Scan the data below and give the number of lines that include the word "ScopeKind", with no other words.

[Items from a data source]
::::
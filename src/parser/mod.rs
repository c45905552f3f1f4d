//! Parser for Vela source code.
//!
//! A single-token-lookahead recursive descent parser: `peek` mirrors the
//! lexer's current token at all times and [`Parser::parse_program`] pulls
//! tokens on demand. Statements and declarations are parsed by recursive
//! descent, expressions by operator-precedence (Pratt) parsing.
//!
//! Parser methods are split across files using `impl Parser` blocks, one
//! per grammar layer:
//! - this module: parser state, helper methods, and the program entry point
//! - `declarations`: using clauses, namespaces, classes, constants,
//!   variables, and functions
//! - `statements`: blocks and control-flow statements
//! - `expressions`: Pratt expression parsing
//!
//! Every parsing method returns `Result`; the first lexical or syntax
//! error anywhere aborts the whole parse with no recovery.

mod declarations;
mod expressions;
mod statements;

use std::fmt;

use crate::ast::{Declaration, SourceLocation, TranslationUnit};
use crate::lexer::Lexer;
use crate::scope::{ScopeArena, ScopeId, ScopeKind};
use crate::source::CharacterSource;
use crate::token::TokenKind;

/// Parse error: message plus the source position of the offending token.
#[derive(Debug)]
pub struct ParseError {
    pub message: String,
    pub location: SourceLocation,
}

impl fmt::Display for ParseError {
    fn fmt(&self, f: &mut fmt::Formatter<'_>) -> fmt::Result {
        write!(
            f,
            "parse error at line {}, column {}: {}",
            self.location.line, self.location.column, self.message
        )
    }
}

impl std::error::Error for ParseError {}

/// Recursive descent parser over a streaming [`Lexer`].
pub struct Parser<S> {
    lexer: Lexer<S>,
    /// Current token; mirrors the lexer at all times.
    peek: TokenKind,
    /// Literal text of `peek`.
    literal: String,
    /// Location of `peek`.
    location: SourceLocation,
    /// Lookahead saved at the start of a speculation, restored on rollback.
    saved_lookahead: Option<(TokenKind, String, SourceLocation)>,
    scopes: ScopeArena,
    global_scope: ScopeId,
    current_scope: ScopeId,
}

impl<S: CharacterSource> Parser<S> {
    pub fn new(source: S) -> Self {
        let mut scopes = ScopeArena::new();
        let global_scope = scopes.insert(ScopeKind::Global, None, None);
        Self {
            lexer: Lexer::with_source(source),
            peek: TokenKind::EndOfSource,
            literal: String::new(),
            location: SourceLocation::default(),
            saved_lookahead: None,
            scopes,
            global_scope,
            current_scope: global_scope,
        }
    }

    /// Parses a whole program: a sequence of using clauses and top-level
    /// declarations terminated by end of source. On success the caller
    /// receives the scope tree and the declaration sequence; on failure no
    /// usable tree is produced.
    pub fn parse_program(mut self) -> Result<TranslationUnit, ParseError> {
        self.advance_token()?;
        let mut declarations: Vec<Declaration> = Vec::new();
        loop {
            match self.peek {
                TokenKind::EndOfSource => break,
                TokenKind::Using => declarations.push(self.parse_using_clause()?),
                TokenKind::Namespace => {
                    declarations.push(self.parse_namespace_declaration()?)
                }
                TokenKind::Class => {
                    declarations.push(self.parse_class_declaration()?)
                }
                TokenKind::Const => {
                    declarations.push(self.parse_constant_declaration()?)
                }
                _ => declarations
                    .push(self.parse_variable_or_function_declaration()?),
            }
        }
        Ok(TranslationUnit {
            scopes: self.scopes,
            global_scope: self.global_scope,
            declarations,
        })
    }

    // ===== Token helpers =====

    /// Refreshes `peek` from the lexer. A scan error surfaces here: the
    /// `Illegal` token becomes a [`ParseError`] carrying the lexer's
    /// message, aborting the parse through the usual `?` chain.
    pub(crate) fn advance_token(&mut self) -> Result<(), ParseError> {
        let token = self.lexer.advance();
        self.location = self.lexer.token_location();
        if token == TokenKind::Illegal {
            return Err(ParseError {
                message: self.lexer.token_literal().to_string(),
                location: self.location,
            });
        }
        self.peek = token;
        self.literal.clear();
        self.literal.push_str(self.lexer.token_literal());
        Ok(())
    }

    /// Consumes the current token if it matches; never fails on a
    /// mismatch, only on a scan error while refilling the lookahead.
    pub(crate) fn match_token(
        &mut self,
        expected: TokenKind,
    ) -> Result<bool, ParseError> {
        if self.peek == expected {
            self.advance_token()?;
            Ok(true)
        } else {
            Ok(false)
        }
    }

    /// Consumes the current token or reports a syntax error.
    pub(crate) fn expect(&mut self, expected: TokenKind) -> Result<(), ParseError> {
        if self.peek == expected {
            self.advance_token()
        } else {
            Err(self.syntax_error(format!(
                "expected {}, found {}",
                expected, self.peek
            )))
        }
    }

    pub(crate) fn expect_identifier(&mut self) -> Result<String, ParseError> {
        if self.peek == TokenKind::Identifier {
            let name = std::mem::take(&mut self.literal);
            self.advance_token()?;
            Ok(name)
        } else {
            Err(self.syntax_error(format!(
                "expected identifier, found {}",
                self.peek
            )))
        }
    }

    pub(crate) fn syntax_error(&self, message: impl Into<String>) -> ParseError {
        ParseError {
            message: message.into(),
            location: self.location,
        }
    }

    // ===== Speculation =====
    //
    // Speculative parsing records tokens through the lexer bookmark and
    // additionally saves the parser's own lookahead, which was scanned
    // before the bookmark was set. Single-buffered: one speculation at a
    // time, a nested one overwrites the outer record.

    pub(crate) fn begin_speculation(&mut self) {
        self.saved_lookahead =
            Some((self.peek, self.literal.clone(), self.location));
        self.lexer.save_bookmark();
    }

    /// Keeps the tokens consumed while speculating and drops the record.
    pub(crate) fn commit_speculation(&mut self) {
        self.saved_lookahead = None;
        self.lexer.clear_bookmark();
    }

    /// Rewinds to the matching [`Parser::begin_speculation`]: the saved
    /// lookahead becomes current again and the recorded tokens replay.
    pub(crate) fn rollback_speculation(&mut self) {
        self.lexer.load_bookmark();
        if let Some((peek, literal, location)) = self.saved_lookahead.take() {
            self.peek = peek;
            self.literal = literal;
            self.location = location;
        }
    }

    // ===== Scope helpers =====

    /// Creates a child scope of the current scope and enters it.
    pub(crate) fn open_scope(
        &mut self,
        kind: ScopeKind,
        name: Option<String>,
    ) -> ScopeId {
        let scope = self.scopes.insert(kind, name, Some(self.current_scope));
        self.current_scope = scope;
        scope
    }

    /// Returns to the parent of the current scope.
    pub(crate) fn close_scope(&mut self) {
        if let Some(parent) = self.scopes[self.current_scope].parent {
            self.current_scope = parent;
        }
    }
}

#[cfg(test)]
mod tests {
    use super::*;
    use crate::ast::{Statement, TypeName};
    use crate::source::StringSource;

    fn parse(source: &str) -> TranslationUnit {
        Parser::new(StringSource::new(source))
            .parse_program()
            .expect("parse failed")
    }

    fn parse_error(source: &str) -> ParseError {
        match Parser::new(StringSource::new(source)).parse_program() {
            Ok(_) => panic!("expected a parse error"),
            Err(error) => error,
        }
    }

    #[test]
    fn parses_empty_program() {
        let unit = parse("");
        assert!(unit.declarations.is_empty());
        assert_eq!(unit.scopes.len(), 1);
        assert!(unit.scopes[unit.global_scope].children.is_empty());
    }

    #[test]
    fn parses_simple_function() {
        let unit = parse("double half(double x) { return x / 2; }");
        assert_eq!(unit.declarations.len(), 1);
        match &unit.declarations[0] {
            Declaration::Function {
                name,
                return_type,
                parameters,
                variadic,
                body,
                ..
            } => {
                assert_eq!(name, "half");
                assert_eq!(return_type.name, TypeName::Double);
                assert_eq!(parameters.len(), 1);
                assert_eq!(parameters[0].name, "x");
                assert!(!variadic);
                assert_eq!(body.statements.len(), 1);
                assert!(matches!(body.statements[0], Statement::Return { .. }));
            }
            other => panic!("expected function declaration, got {:?}", other),
        }
    }

    #[test]
    fn parses_global_variable() {
        let unit = parse("float ratio = 0.5;");
        match &unit.declarations[0] {
            Declaration::Variable {
                name, initializer, ..
            } => {
                assert_eq!(name, "ratio");
                assert!(initializer.is_some());
            }
            other => panic!("expected variable declaration, got {:?}", other),
        }
    }

    #[test]
    fn lexical_error_aborts_the_parse() {
        let error = parse_error("float x = \"unterminated");
        assert!(error.message.contains("string literal"));
    }

    #[test]
    fn syntax_error_reports_expected_token() {
        let error = parse_error("float x = 1");
        assert!(error.message.contains("';'"), "message: {}", error.message);
    }

    #[test]
    fn first_error_aborts_without_recovery() {
        // The second declaration is fine, but parsing never reaches it.
        let error = parse_error("float x = ;\nfloat y = 1;");
        assert_eq!(error.location.line, 1);
    }
}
::::
▶ **Expected answer**
3